Pichler introduced the Climate Partnership of Alpine Municipalities, a bottom-up platform to connect communities. In underscoring what municipalities can do in addressing climate change, he noted three key efforts: a strategy on climate change adaptation and mitigation; an energy and climate management system; and evaluation and innovation mechanisms.
Heike Summer, Office of Environment, Principality of Liechtenstein, stated that the government in her country worked closely with its communities to adapt to climate change. She noted that, with the overall goal of minimizing risks and increasing adaptation ability in all sectors, her Office promoted stakeholder involvement from an early stage.
During the ensuing discussion, participants asked to what extent the Board and Partnership engage with similar geographic regions globally, such as the Himalayas and the Andes. Panelists also discussed best strategies for municipalities in moving forward on climate change adaptation, which included providing stakeholders with adequate information.
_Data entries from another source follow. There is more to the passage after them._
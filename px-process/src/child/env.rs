//! Collaborators shared by the processes of one system

use alloc::sync::Arc;

use px_api::{CapIssuer, Entrypoint, Vfs};
use px_services::ServiceRegistry;

use crate::config::ProcessConfig;
use crate::control::InitSlot;
use crate::pid::PidAllocator;
use crate::signal::SignalReceiver;

/// Everything a process needs from its surroundings
///
/// Cloning is cheap; forked and exec'd processes inherit the environment of
/// the process that created them.
#[derive(Clone)]
pub struct ChildEnv {
    /// Source of fresh PIDs
    pub pids: Arc<PidAllocator>,
    /// Receiver for exit and cleanup notifications
    pub signals: Arc<SignalReceiver>,
    /// File system binaries are loaded from
    pub vfs: Arc<dyn Vfs>,
    /// Issuer for every capability the core hands out
    pub caps: Arc<dyn CapIssuer>,
    /// Providers inherited from the parent
    pub parent_services: Arc<ServiceRegistry>,
    /// Entrypoint serving the resource sessions
    pub resources_ep: Arc<dyn Entrypoint>,
    /// Holder of the root process
    pub init: Arc<InitSlot>,
    pub config: ProcessConfig,
}

impl ChildEnv {
    /// Create an environment with a fresh PID allocator, signal receiver
    /// and init slot
    pub fn new(
        caps: Arc<dyn CapIssuer>,
        vfs: Arc<dyn Vfs>,
        parent_services: Arc<ServiceRegistry>,
        resources_ep: Arc<dyn Entrypoint>,
        config: ProcessConfig,
    ) -> Self {
        Self {
            pids: Arc::new(PidAllocator::new()),
            signals: SignalReceiver::new(caps.clone()),
            vfs,
            caps,
            parent_services,
            resources_ep,
            init: Arc::new(InitSlot::new()),
            config,
        }
    }
}
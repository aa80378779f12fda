//! PID allocation

use px_api::Pid;
use spin::Mutex;

/// Issues process identifiers, never handing out the same one twice
///
/// One allocator is shared by every process of a system and passed to the
/// places that create processes.
#[derive(Debug)]
pub struct PidAllocator {
    next: Mutex<Pid>,
}

impl PidAllocator {
    /// Create an allocator whose first PID is 0
    pub const fn new() -> Self {
        Self::starting_at(0)
    }

    /// Create an allocator whose first PID is `first`
    pub const fn starting_at(first: Pid) -> Self {
        Self {
            next: Mutex::new(first),
        }
    }

    /// Hand out a fresh PID
    pub fn alloc(&self) -> Pid {
        let mut next = self.next.lock();
        let pid = *next;
        *next += 1;
        pid
    }

    /// PID the next call to [`PidAllocator::alloc`] returns
    pub fn peek(&self) -> Pid {
        *self.next.lock()
    }
}

impl Default for PidAllocator {
    fn default() -> Self {
        Self::new()
    }
}
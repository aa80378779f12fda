//! Per-process resource sessions
//!
//! A process owns one [`Resources`] bundle: a RAM session, a CPU session and
//! an RM session, all registered with a shared entrypoint for as long as the
//! bundle exists. The RAM and RM sessions share one [`DataspaceRegistry`].

pub mod cpu;
pub mod dataspace;
pub mod ram;
pub mod rm;

use alloc::sync::Arc;

use px_api::{CapIssuer, Capability, Entrypoint, Managed};

use crate::config::ProcessConfig;

pub use cpu::{CpuSession, MainThread};
pub use dataspace::{Dataspace, DataspaceRegistry};
pub use ram::RamSession;
pub use rm::{RegionInfo, RmSession};

/// Resource sessions of one process
pub struct Resources {
    // registrations go first so they are dissolved before the sessions drop
    ram_guard: Managed,
    cpu_guard: Managed,
    rm_guard: Managed,
    ram: Arc<RamSession>,
    cpu: Arc<CpuSession>,
    rm: Arc<RmSession>,
    ds_registry: Arc<DataspaceRegistry>,
}

impl Resources {
    /// Build the sessions for process `label` and register them with `ep`
    pub fn new(
        label: &str,
        forked: bool,
        ep: &Arc<dyn Entrypoint>,
        caps: &Arc<dyn CapIssuer>,
        config: &ProcessConfig,
    ) -> Self {
        let ds_registry = Arc::new(DataspaceRegistry::new(caps.clone()));
        let ram = Arc::new(RamSession::new(ds_registry.clone(), config.ram_quota, config.page_size));
        let cpu = Arc::new(CpuSession::new(label, forked));
        let rm = Arc::new(RmSession::new(ds_registry.clone(), config.page_size));

        Self {
            ram_guard: Managed::new(ep, ram.clone()),
            cpu_guard: Managed::new(ep, cpu.clone()),
            rm_guard: Managed::new(ep, rm.clone()),
            ram,
            cpu,
            rm,
            ds_registry,
        }
    }

    pub fn ds_registry(&self) -> &Arc<DataspaceRegistry> {
        &self.ds_registry
    }

    pub fn ram(&self) -> &Arc<RamSession> {
        &self.ram
    }

    pub fn cpu(&self) -> &Arc<CpuSession> {
        &self.cpu
    }

    pub fn rm(&self) -> &Arc<RmSession> {
        &self.rm
    }

    pub fn ram_cap(&self) -> Capability {
        self.ram_guard.cap()
    }

    pub fn cpu_cap(&self) -> Capability {
        self.cpu_guard.cap()
    }

    pub fn rm_cap(&self) -> Capability {
        self.rm_guard.cap()
    }
}
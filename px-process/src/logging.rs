//! `px_*` logging macros
//!
//! Records go to the `log` facade under the `px_process` target. Without the
//! `log` feature the macros expand to nothing.

#[doc(hidden)]
#[macro_export]
macro_rules! px_log {
    ($level:ident, $($arg:tt)*) => {
        #[cfg(feature = "log")]
        log::$level!(target: "px_process", $($arg)*);
    };
}

#[macro_export]
macro_rules! px_trace {
    ($($arg:tt)*) => { $crate::px_log!(trace, $($arg)*) };
}

#[macro_export]
macro_rules! px_debug {
    ($($arg:tt)*) => { $crate::px_log!(debug, $($arg)*) };
}

/// Lifecycle events: exits, replacements, shutdown
#[macro_export]
macro_rules! px_info {
    ($($arg:tt)*) => { $crate::px_log!(info, $($arg)*) };
}

#[macro_export]
macro_rules! px_warn {
    ($($arg:tt)*) => { $crate::px_log!(warn, $($arg)*) };
}

#[macro_export]
macro_rules! px_error {
    ($($arg:tt)*) => { $crate::px_log!(error, $($arg)*) };
}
Jochen Flasbarth, State Secretary, BMUB, provided concluding remarks. He said that the COP is useful for the efforts of the Alpine Partnership and Convention, as it provides civil society and politicians with the opportunity to engage in dialogue.
The session concluded with a film on Strengthening Climate Cooperation within the European Union, by the European Climate Initiative.
Helmut Hojesky, Chair of the Alpine Climate Board, stated that Alpine countries feel the effects of climate change much more than other countries.
Heike Summer, Office of Environment, Principality of Liechtenstein, said that though GDP and population are increasing in her country, GHG emissions are decreasing.
A participant poses a question on the global reach of the Climate Partnership of Alpine Municipalities.